Paul De Bra debra at wsinis03.info.win.tue.nl
Tue Apr 2 21:05:07 AEST 1991


In article <1991Mar29.184802.17438 at mtxinu.COM> ed at mtxinu.COM (Ed Gould) writes:
>This may not be based on a sample at all, but on analysis.  The
>reason I can imagine for requiring the cache to be disabled is
>this:  It's a write-back cache that doesn't snoop on DMA, and
>there's no software support to maintain cache consistency.

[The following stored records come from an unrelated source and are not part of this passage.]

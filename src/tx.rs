//! Transmit worker: stream per-channel files out of the radio as a single burst

use crate::files::{channel_filename, ReadStatus, SampleReader};
use crate::frame::Frame;
use crate::metadata::{AsyncEventCode, BurstMetadata};
use crate::signals::StreamSignals;
use crate::TxStreamer;
use log::{debug, error, info, warn};
use std::io::Read;
use std::path::Path;
use std::time::{Duration, Instant};

/// Timeout handed to each send call, in seconds
const SEND_TIMEOUT: f64 = 0.1;

/// What the TX worker did, for logging and tests
#[derive(Clone, Debug, Default, PartialEq)]
pub struct TxReport {
    /// Number of send calls issued
    pub num_sends: usize,
    /// Sum of the per-channel lengths of all send calls
    pub num_samps_sent: usize,
    pub underflows: usize,
    pub elapsed: Duration,
}

/// Read `<file>NN.<ext>` for each of `num_channels` channels and send them as one burst framed by
/// `md`, `samps_per_buff` samples per channel at a time.
///
/// The burst ends as soon as any channel's file is exhausted or fails to read, or when a stop is
/// requested through `signals`. Underflows reported by the hardware set `signals.underflow`.
/// Files that cannot be opened are logged and end the burst on the first read.
///
/// Each send uses the sample count read from the *last* channel, so channels of unequal length
/// send stale samples for the shorter ones in the final frame.
// TODO: decide whether the final frame should use the minimum count over all channels; the
// current behaviour is what existing captures were recorded with
pub fn send_from_file<T: TxStreamer + ?Sized>(
    tx_stream: &mut T,
    file: &Path,
    samps_per_buff: usize,
    num_channels: usize,
    md: BurstMetadata,
    signals: &StreamSignals,
) -> TxReport {
    let infiles: Vec<_> = (0..num_channels)
        .map(|ch| {
            let this_filename = channel_filename(file, num_channels, ch);
            info!("Opening tx data: {}", this_filename.display());
            SampleReader::open(&this_filename)
        })
        .collect();
    send_from_readers(tx_stream, infiles, samps_per_buff, md, signals)
}

/// Burst loop of `send_from_file`, one reader per channel
pub(crate) fn send_from_readers<T: TxStreamer + ?Sized, R: Read>(
    tx_stream: &mut T,
    mut infiles: Vec<SampleReader<R>>,
    samps_per_buff: usize,
    mut md: BurstMetadata,
    signals: &StreamSignals,
) -> TxReport {
    let mut frame = Frame::new(infiles.len(), samps_per_buff);

    let mut report = TxReport::default();
    let start = Instant::now();
    while !md.end_of_burst && !signals.stop_requested() {
        // Fill all tx buffers
        let mut num_tx_samps = 0;
        for (ch, infile) in infiles.iter_mut().enumerate() {
            let read = infile.read(frame.channel_mut(ch));
            num_tx_samps = read.num_samps;
            match read.status {
                ReadStatus::Full => {}
                ReadStatus::EndOfFile => md.end_of_burst = true,
                ReadStatus::Failed(e) => {
                    error!("tx read failed on channel {}: {}", ch, e);
                    md.end_of_burst = true;
                }
            }
        }

        match tx_stream.send(&frame, num_tx_samps, &md, SEND_TIMEOUT) {
            Ok(sent) => {
                if sent < num_tx_samps {
                    warn!("Sent only {} of {} samples", sent, num_tx_samps);
                }
                report.num_sends += 1;
                report.num_samps_sent += sent;
            }
            Err(e) => {
                error!("tx send failed: {}", e);
                md.end_of_burst = true;
            }
        }

        // Check for async messages (underflow)
        if let Some(async_msg) = tx_stream.recv_async_msg(0.) {
            match async_msg.event_code {
                AsyncEventCode::SeqError | AsyncEventCode::TimeError => {
                    warn!("Sequence or time error");
                }
                code if code.is_underflow() => {
                    if code == AsyncEventCode::UnderflowInPacket {
                        warn!("Underflow in packet");
                    }
                    report.underflows += 1;
                    signals.underflow.set();
                }
                other => debug!("Ignoring async event {:?}", other),
            }
        }

        md.clear_start();
    }
    report.elapsed = start.elapsed();
    info!("Elapsed time for tx: {:.6} s", report.elapsed.as_secs_f64());

    if report.underflows > 0 {
        warn!("{} underflows!", report.underflows);
        signals.underflow.set();
    }

    // Close files
    drop(infiles);
    report
}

Two years ago the cache/no cache issue was debated at length in this
newsgroup (actually, comp.unix.i386 at that time). If I'm not mistaken the
conclusion was that the so called 'A31 convention' (using the msg of the
address bus) for bypassing the cache provided the hardware hook to make
software support for maintaining cache consistency possible. I think it
will be a long while before memories will become too large to be addressable
with only 31 bits.

Many flavors of Unix (sVr3.1 and 3.2 and 4.0) run flawlessly on different
386 motherboards with cache enabled. I think the adds for 'cache snooping'
motherboards are pure marketing hype. Or is there more to it than we currently
know? 

Paul.
(debra at win.tue.nl, debra at research.att.com)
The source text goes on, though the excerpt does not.